Why is char initialized to 0xFF ?
James Blachly
james.blachly at gmail.com
Sun Jun 9 16:56:53 UTC 2019
On 6/9/19 8:19 AM, Ola Fosheim Grøstad wrote:
> On Sunday, 9 June 2019 at 08:36:30 UTC, Patrick Schluter wrote:
>> No, by putting NaN in d you hav e a deterministic error. In C and C++
>> you will have undefined behaviour that will vary with compiler,
>> version, options, OS version, architecture, position of the moon, etc.

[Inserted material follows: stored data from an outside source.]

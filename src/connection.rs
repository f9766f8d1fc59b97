#![expect(
    clippy::module_name_repetitions,
    reason = "Connection types expose their domain in the name for clarity"
)]

//! Connection lifecycle: a single driver task owns the transport stream,
//! serializes all outbound frames, assigns publish serials at write time
//! and is the only writer of connection state.

use std::sync::{Arc, RwLock};
use std::time::Duration;

use backoff::ExponentialBackoff;
use backoff::backoff::Backoff as _;
use tokio::sync::{mpsc, oneshot, watch};
use tokio::time::{Instant, interval_at, sleep, timeout};
use tracing::{debug, info, trace, warn};

use crate::ack::AckTracker;
use crate::auth::Auth;
use crate::config::{ClientOptions, RecoveryKey};
use crate::error::{Error, Kind, TransportError};
use crate::protocol::{Action, ErrorInfo, ProtocolMessage};
use crate::transport::{Transport, TransportStream};
use crate::Result;

/// How long to wait for the server to confirm an orderly close.
const CLOSE_TIMEOUT: Duration = Duration::from_secs(5);

/// Connection lifecycle state.
#[non_exhaustive]
#[derive(Debug, Clone, Copy, PartialEq, Eq)]
pub enum ConnectionState {
    /// Created, no connection attempted yet
    Initialized,
    /// Attempting to establish a session
    Connecting,
    /// Session established; frames flow
    Connected,
    /// Session lost; reconnecting with backoff, publishes queue
    Disconnected,
    /// Repeated reconnection failures; retrying at a slower cadence
    Suspended,
    /// Orderly close requested, awaiting server confirmation
    Closing,
    /// Closed; terminal until an explicit reconnect request
    Closed,
    /// Fatal error; terminal until an explicit reconnect request
    Failed,
}

impl ConnectionState {
    /// Whether a transition from `self` to `next` is meaningful.
    #[must_use]
    pub const fn can_transition_to(self, next: Self) -> bool {
        use ConnectionState::{
            Closed, Closing, Connected, Connecting, Disconnected, Failed, Initialized, Suspended,
        };
        match (self, next) {
            (Initialized, Connecting | Closing | Closed | Failed)
            | (Connecting, Connected | Disconnected | Suspended | Closing | Closed | Failed)
            | (Connected, Connected | Disconnected | Suspended | Closing | Failed)
            | (Disconnected, Connecting | Suspended | Closing | Closed | Failed)
            | (Suspended, Connecting | Closing | Closed | Failed)
            | (Closing, Closed | Failed)
            // Terminal states only leave via an explicit reconnect request.
            | (Closed | Failed, Connecting) => true,
            _ => false,
        }
    }

    #[must_use]
    pub const fn is_terminal(self) -> bool {
        matches!(self, Self::Closed | Self::Failed)
    }

    /// Whether publishes may be accepted (immediately or queued).
    #[must_use]
    pub const fn accepts_publishes(self) -> bool {
        matches!(
            self,
            Self::Initialized | Self::Connecting | Self::Connected | Self::Disconnected
        )
    }
}

/// One observed connection state transition.
#[non_exhaustive]
#[derive(Debug, Clone)]
pub struct StateChange {
    pub previous: ConnectionState,
    pub current: ConnectionState,
    /// Server or transport error that caused the transition, when one did.
    pub error: Option<ErrorInfo>,
}

/// Callbacks from the driver task into the channel layer.
///
/// Invoked inline on the driver task, so implementations must not block.
pub(crate) trait ConnectionEvents: Send + Sync + 'static {
    /// A channel-scoped inbound frame (attached, detached, message,
    /// presence, channel error).
    fn on_frame(&self, frame: ProtocolMessage);
    /// The connection state changed.
    fn on_state_change(&self, change: &StateChange);
    /// A resume attempt did not preserve continuity; previously attached
    /// channels must re-attach.
    fn on_resume_failure(&self, error: &ErrorInfo);
}

/// Outbound work for the driver task.
pub(crate) enum Outbound {
    Frame(ProtocolMessage),
    Publish {
        frame: ProtocolMessage,
        tx: oneshot::Sender<Result<()>>,
    },
}

enum Ctrl {
    Connect,
    Close,
}

#[derive(Debug, Default, Clone)]
struct ConnectionDetails {
    id: Option<String>,
    key: Option<String>,
    serial: Option<i64>,
}

/// State shared between the driver task and the public handles.
pub(crate) struct ConnectionInner {
    state_tx: watch::Sender<StateChange>,
    out_tx: mpsc::UnboundedSender<Outbound>,
    ctrl_tx: mpsc::UnboundedSender<Ctrl>,
    details: RwLock<ConnectionDetails>,
}

/// Receiving halves of the driver's work queues, produced alongside the
/// shared state and handed to the driver at spawn time.
pub(crate) struct DriverQueues {
    out_rx: mpsc::UnboundedReceiver<Outbound>,
    ctrl_rx: mpsc::UnboundedReceiver<Ctrl>,
}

>> and sometimes undetectable bugs.
>
> I don't think it is undefined though… If something has an arbitrary
> value, you could still compute with it, if the algorithm takes that into
> account. Assuming that all bit-patterns provides a defined value (which
> is the case for IEEE floating point bit-patterns).
>
> Anyway, the obvious advantage with having structs default initialized to
> all-bits-zero is that you can have an allocator that clears bits in the
> background (bypassing caches so they are not polluted).
>
> Then you have no penalty when allocating an array of one million struct
> values. Which is very useful. Just allocate memory-chunks that are
> already set to zero-bits.
>
> You usually want an array of floating point values to be pre-initialized
> to zeros. You almost never want an array of floating point values being
> initialized to NaN.
>
Yes, and further I would suggest that non-zero-bit initializations
violate the principle of least surprise.
As someone posted upthread, it would be interesting to take a poll of
new users (or non users, or perhaps the D-curious) and ask what their
best guess is for each default value.